[Opening Extracted records section]

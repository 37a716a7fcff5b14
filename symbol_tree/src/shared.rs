//! A [`SymbolPriceTree`] that can be handed to several threads.
//!
//! The whole tree sits behind one `Mutex`; every operation takes the lock exactly
//! once. A poisoned lock is reported as [`TreeError::MutexLock`](crate::TreeError::MutexLock).
use std::sync::{Arc, Mutex};

use crate::entry::Entry;
use crate::result::Result;
use crate::symbol::Symbol;
use crate::tree::SymbolPriceTree;

/// Cloneable handle to a mutex-protected tree.
#[derive(Clone, Default)]
pub struct SharedSymbolTree {
    inner: Arc<Mutex<SymbolPriceTree>>,
}

impl SharedSymbolTree {
    /// Wraps an existing tree.
    pub fn new(tree: SymbolPriceTree) -> Self {
        Self {
            inner: Arc::new(Mutex::new(tree)),
        }
    }

    /// See [`SymbolPriceTree::insert`].
    pub fn insert(&self, symbol: Symbol, price: f32) -> Result<()> {
        self.inner.lock()?.insert(symbol, price);
        Ok(())
    }

    /// See [`SymbolPriceTree::search`].
    pub fn search(&self, symbol: &str) -> Result<Option<f32>> {
        Ok(self.inner.lock()?.search(symbol))
    }

    /// See [`SymbolPriceTree::update`].
    pub fn update(&self, symbol: &str, new_price: f32) -> Result<bool> {
        Ok(self.inner.lock()?.update(symbol, new_price))
    }

    /// Consistent, ordered copy of all entries taken under a single lock.
    pub fn snapshot(&self) -> Result<Vec<Entry>> {
        Ok(self.inner.lock()?.entries())
    }

    /// See [`SymbolPriceTree::len`].
    pub fn len(&self) -> Result<usize> {
        Ok(self.inner.lock()?.len())
    }
}

#[cfg(test)]
mod tests {
    use super::*;
    use std::thread;

    #[test]
    fn concurrent_inserts_are_all_visible() {
        let shared = SharedSymbolTree::default();
        let handles: Vec<_> = (0..4)
            .map(|worker| {
                let shared = shared.clone();
                thread::spawn(move || {
                    for i in 0..50 {
                        let symbol: Symbol = format!("W{}N{:03}", worker, i).parse().unwrap();
                        shared.insert(symbol, i as f32).unwrap();
                    }
                })
            })
            .collect();
        for handle in handles {
            handle.join().unwrap();
        }

        assert_eq!(shared.len().unwrap(), 200);
        assert_eq!(shared.search("W3N049").unwrap(), Some(49.0));
        assert!(shared.update("W0N000", 7.0).unwrap());
        assert!(!shared.update("NOPE", 7.0).unwrap());

        let snapshot = shared.snapshot().unwrap();
        assert!(snapshot.windows(2).all(|pair| pair[0].symbol < pair[1].symbol));
    }
}
//! Error type shared by the tree library and the menu binary.
//!
//! `TreeError` covers invalid input rejected at the boundary (symbols, prices,
//! limits), lookups that found nothing, preload file problems and the few I/O or
//! encoding failures the menu can hit.
use std::io;
use std::string::FromUtf8Error;
use std::sync::PoisonError;

use thiserror::Error;

/// Unified error type for the workspace.
#[derive(Error, Debug)]
pub enum TreeError {
    /// I/O error from stdin/stdout or a preload file.
    #[error("I/O error: {0}")]
    Io(#[from] io::Error),

    /// A line of user input was not valid UTF-8.
    #[error("Invalid input: {0}")]
    Utf8(#[from] FromUtf8Error),

    /// The symbol was empty once surrounding whitespace was removed.
    #[error("Invalid symbol: symbol must not be empty")]
    EmptySymbol,

    /// The symbol is longer than the configured limit and the policy rejects it.
    #[error("Invalid symbol: {symbol} is longer than {max} characters")]
    SymbolTooLong {
        /// Symbol as it was supplied (trimmed).
        symbol: String,
        /// Configured maximum length in characters.
        max: usize,
    },

    /// The price could not be parsed or is not a finite number.
    #[error("Invalid price: {0}")]
    InvalidPrice(String),

    /// Symbol limits that cannot be satisfied by any symbol.
    #[error("Invalid configuration: {0}")]
    InvalidConfig(String),

    /// A line of the preload file could not be turned into an entry.
    #[error("Parse entries file error: {0}")]
    ParseEntriesFile(String),

    /// Failure while encoding the listing as JSON.
    #[error("JSON serialization error: {0}")]
    SerdeJson(#[from] serde_json::Error),

    /// A poisoned lock was encountered on the shared tree.
    #[error("Mutex Lock Poisoned: {0}")]
    MutexLock(String),

    /// The requested symbol is not present in the tree.
    #[error("Stock symbol not found: {0}")]
    NotFound(String),
}

impl<T> From<PoisonError<T>> for TreeError {
    fn from(err: PoisonError<T>) -> Self {
        TreeError::MutexLock(err.to_string())
    }
}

[Closing Extracted records section]

What the exercise asks
Every line with the string "handles" in the material should be returned.

Answer section
        let handles: Vec<_> = (0..4)
        for handle in handles {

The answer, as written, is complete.